Your task:
Word for word, print every entry below.

__________________________________________________

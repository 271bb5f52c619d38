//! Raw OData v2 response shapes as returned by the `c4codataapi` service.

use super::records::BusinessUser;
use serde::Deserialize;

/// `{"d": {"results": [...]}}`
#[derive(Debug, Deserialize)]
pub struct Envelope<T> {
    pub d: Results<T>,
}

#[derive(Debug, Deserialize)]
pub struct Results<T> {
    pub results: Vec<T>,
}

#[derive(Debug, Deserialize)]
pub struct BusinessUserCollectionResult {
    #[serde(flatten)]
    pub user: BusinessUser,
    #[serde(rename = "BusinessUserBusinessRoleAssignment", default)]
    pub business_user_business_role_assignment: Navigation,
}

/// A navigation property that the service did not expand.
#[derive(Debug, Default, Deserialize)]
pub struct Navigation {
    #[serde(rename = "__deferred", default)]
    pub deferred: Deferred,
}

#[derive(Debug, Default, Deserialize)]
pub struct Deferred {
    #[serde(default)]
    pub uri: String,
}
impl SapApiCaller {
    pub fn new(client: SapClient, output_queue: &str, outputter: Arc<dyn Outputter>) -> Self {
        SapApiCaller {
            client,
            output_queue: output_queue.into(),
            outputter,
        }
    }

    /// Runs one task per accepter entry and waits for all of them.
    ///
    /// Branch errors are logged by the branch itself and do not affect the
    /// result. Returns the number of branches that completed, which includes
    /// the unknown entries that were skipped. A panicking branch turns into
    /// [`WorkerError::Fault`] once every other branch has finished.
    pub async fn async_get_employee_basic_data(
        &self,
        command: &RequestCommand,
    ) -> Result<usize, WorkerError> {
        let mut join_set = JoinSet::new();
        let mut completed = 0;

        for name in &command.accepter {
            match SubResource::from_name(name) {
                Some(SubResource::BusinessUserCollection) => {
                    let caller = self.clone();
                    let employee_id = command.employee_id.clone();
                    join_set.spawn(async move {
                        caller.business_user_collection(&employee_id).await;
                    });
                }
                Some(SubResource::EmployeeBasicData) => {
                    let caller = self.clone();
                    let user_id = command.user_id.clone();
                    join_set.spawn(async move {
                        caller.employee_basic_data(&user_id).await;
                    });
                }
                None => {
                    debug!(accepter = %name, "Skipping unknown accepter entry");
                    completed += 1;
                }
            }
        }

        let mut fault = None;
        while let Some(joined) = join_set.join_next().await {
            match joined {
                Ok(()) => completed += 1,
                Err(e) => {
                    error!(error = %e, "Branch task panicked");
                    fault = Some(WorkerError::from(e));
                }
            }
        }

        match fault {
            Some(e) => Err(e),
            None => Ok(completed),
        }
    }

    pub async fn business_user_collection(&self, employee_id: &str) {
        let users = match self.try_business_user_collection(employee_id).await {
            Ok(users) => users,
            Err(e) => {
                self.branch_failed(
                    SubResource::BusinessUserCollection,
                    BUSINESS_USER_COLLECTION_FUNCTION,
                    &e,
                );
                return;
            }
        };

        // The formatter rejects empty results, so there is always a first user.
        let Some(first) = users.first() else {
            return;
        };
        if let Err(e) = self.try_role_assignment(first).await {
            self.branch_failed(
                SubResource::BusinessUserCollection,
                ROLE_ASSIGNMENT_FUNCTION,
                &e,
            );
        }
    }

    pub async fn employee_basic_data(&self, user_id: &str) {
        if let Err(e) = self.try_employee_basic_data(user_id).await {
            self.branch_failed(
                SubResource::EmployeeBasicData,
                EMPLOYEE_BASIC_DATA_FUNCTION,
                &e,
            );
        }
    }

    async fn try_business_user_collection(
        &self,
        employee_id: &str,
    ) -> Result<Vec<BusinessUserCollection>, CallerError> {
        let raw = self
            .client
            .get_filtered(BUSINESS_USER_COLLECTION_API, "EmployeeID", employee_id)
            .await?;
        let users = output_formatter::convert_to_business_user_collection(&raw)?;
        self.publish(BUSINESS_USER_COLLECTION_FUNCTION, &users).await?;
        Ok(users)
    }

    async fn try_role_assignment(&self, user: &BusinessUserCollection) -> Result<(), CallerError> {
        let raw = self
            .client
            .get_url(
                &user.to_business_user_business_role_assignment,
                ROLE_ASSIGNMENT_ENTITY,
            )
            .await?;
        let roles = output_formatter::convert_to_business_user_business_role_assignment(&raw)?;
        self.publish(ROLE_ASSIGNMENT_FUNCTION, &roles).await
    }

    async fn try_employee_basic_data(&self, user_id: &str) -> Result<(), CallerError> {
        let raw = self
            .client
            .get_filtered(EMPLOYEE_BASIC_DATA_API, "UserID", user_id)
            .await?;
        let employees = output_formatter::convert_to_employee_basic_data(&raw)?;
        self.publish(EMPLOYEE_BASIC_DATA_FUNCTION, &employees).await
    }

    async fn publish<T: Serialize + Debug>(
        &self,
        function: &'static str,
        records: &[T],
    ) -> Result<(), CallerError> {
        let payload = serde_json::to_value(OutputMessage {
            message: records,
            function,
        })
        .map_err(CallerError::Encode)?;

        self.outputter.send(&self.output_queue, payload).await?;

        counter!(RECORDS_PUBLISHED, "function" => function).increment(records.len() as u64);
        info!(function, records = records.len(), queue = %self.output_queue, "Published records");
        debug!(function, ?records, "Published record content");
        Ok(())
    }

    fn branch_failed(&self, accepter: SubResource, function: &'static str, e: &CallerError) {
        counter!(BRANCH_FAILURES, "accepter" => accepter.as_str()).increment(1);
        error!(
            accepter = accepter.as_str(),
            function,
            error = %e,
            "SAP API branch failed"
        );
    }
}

__________________________________________________

Exercise result:
repository 271bb5f52c619d38
//! Raw OData v2 response shapes as returned by the `c4codataapi` service.

use super::records::BusinessUser;
use serde::Deserialize;

/// `{"d": {"results": [...]}}`
#[derive(Debug, Deserialize)]
pub struct Envelope<T> {
    pub d: Results<T>,
}

#[derive(Debug, Deserialize)]
pub struct Results<T> {
    pub results: Vec<T>,
}

#[derive(Debug, Deserialize)]
pub struct BusinessUserCollectionResult {
    #[serde(flatten)]
    pub user: BusinessUser,
    #[serde(rename = "BusinessUserBusinessRoleAssignment", default)]
    pub business_user_business_role_assignment: Navigation,
}

/// A navigation property that the service did not expand.
#[derive(Debug, Default, Deserialize)]
pub struct Navigation {
    #[serde(rename = "__deferred", default)]
    pub deferred: Deferred,
}

#[derive(Debug, Default, Deserialize)]
pub struct Deferred {
    #[serde(default)]
    pub uri: String,
}
impl SapApiCaller {
    pub fn new(client: SapClient, output_queue: &str, outputter: Arc<dyn Outputter>) -> Self {
        SapApiCaller {
            client,
            output_queue: output_queue.into(),
            outputter,
        }
    }

    /// Runs one task per accepter entry and waits for all of them.
    ///
    /// Branch errors are logged by the branch itself and do not affect the
    /// result. Returns the number of branches that completed, which includes
    /// the unknown entries that were skipped. A panicking branch turns into
    /// [`WorkerError::Fault`] once every other branch has finished.
    pub async fn async_get_employee_basic_data(
        &self,
        command: &RequestCommand,
    ) -> Result<usize, WorkerError> {
        let mut join_set = JoinSet::new();
        let mut completed = 0;

        for name in &command.accepter {
            match SubResource::from_name(name) {
                Some(SubResource::BusinessUserCollection) => {
                    let caller = self.clone();
                    let employee_id = command.employee_id.clone();
                    join_set.spawn(async move {
                        caller.business_user_collection(&employee_id).await;
                    });
                }
                Some(SubResource::EmployeeBasicData) => {
                    let caller = self.clone();
                    let user_id = command.user_id.clone();
                    join_set.spawn(async move {
                        caller.employee_basic_data(&user_id).await;
                    });
                }
                None => {
                    debug!(accepter = %name, "Skipping unknown accepter entry");
                    completed += 1;
                }
            }
        }

        let mut fault = None;
        while let Some(joined) = join_set.join_next().await {
            match joined {
                Ok(()) => completed += 1,
                Err(e) => {
                    error!(error = %e, "Branch task panicked");
                    fault = Some(WorkerError::from(e));
                }
            }
        }

        match fault {
            Some(e) => Err(e),
            None => Ok(completed),
        }
    }

    pub async fn business_user_collection(&self, employee_id: &str) {
        let users = match self.try_business_user_collection(employee_id).await {
            Ok(users) => users,
            Err(e) => {
                self.branch_failed(
                    SubResource::BusinessUserCollection,
                    BUSINESS_USER_COLLECTION_FUNCTION,
                    &e,
                );
                return;
            }
        };

        // The formatter rejects empty results, so there is always a first user.
        let Some(first) = users.first() else {
            return;
        };
        if let Err(e) = self.try_role_assignment(first).await {
            self.branch_failed(
                SubResource::BusinessUserCollection,
                ROLE_ASSIGNMENT_FUNCTION,
                &e,
            );
        }
    }

    pub async fn employee_basic_data(&self, user_id: &str) {
        if let Err(e) = self.try_employee_basic_data(user_id).await {
            self.branch_failed(
                SubResource::EmployeeBasicData,
                EMPLOYEE_BASIC_DATA_FUNCTION,
                &e,
            );
        }
    }

    async fn try_business_user_collection(
        &self,
        employee_id: &str,
    ) -> Result<Vec<BusinessUserCollection>, CallerError> {
        let raw = self
            .client
            .get_filtered(BUSINESS_USER_COLLECTION_API, "EmployeeID", employee_id)
            .await?;
        let users = output_formatter::convert_to_business_user_collection(&raw)?;
        self.publish(BUSINESS_USER_COLLECTION_FUNCTION, &users).await?;
        Ok(users)
    }

    async fn try_role_assignment(&self, user: &BusinessUserCollection) -> Result<(), CallerError> {
        let raw = self
            .client
            .get_url(
                &user.to_business_user_business_role_assignment,
                ROLE_ASSIGNMENT_ENTITY,
            )
            .await?;
        let roles = output_formatter::convert_to_business_user_business_role_assignment(&raw)?;
        self.publish(ROLE_ASSIGNMENT_FUNCTION, &roles).await
    }

    async fn try_employee_basic_data(&self, user_id: &str) -> Result<(), CallerError> {
        let raw = self
            .client
            .get_filtered(EMPLOYEE_BASIC_DATA_API, "UserID", user_id)
            .await?;
        let employees = output_formatter::convert_to_employee_basic_data(&raw)?;
        self.publish(EMPLOYEE_BASIC_DATA_FUNCTION, &employees).await
    }

    async fn publish<T: Serialize + Debug>(
        &self,
        function: &'static str,
        records: &[T],
    ) -> Result<(), CallerError> {
        let payload = serde_json::to_value(OutputMessage {
            message: records,
            function,
        })
        .map_err(CallerError::Encode)?;

        self.outputter.send(&self.output_queue, payload).await?;

        counter!(RECORDS_PUBLISHED, "function" => function).increment(records.len() as u64);
        info!(function, records = records.len(), queue = %self.output_queue, "Published records");
        debug!(function, ?records, "Published record content");
        Ok(())
    }

    fn branch_failed(&self, accepter: SubResource, function: &'static str, e: &CallerError) {
        counter!(BRANCH_FAILURES, "accepter" => accepter.as_str()).increment(1);
        error!(
            accepter = accepter.as_str(),
            function,
            error = %e,
            "SAP API branch failed"
        );
    }
}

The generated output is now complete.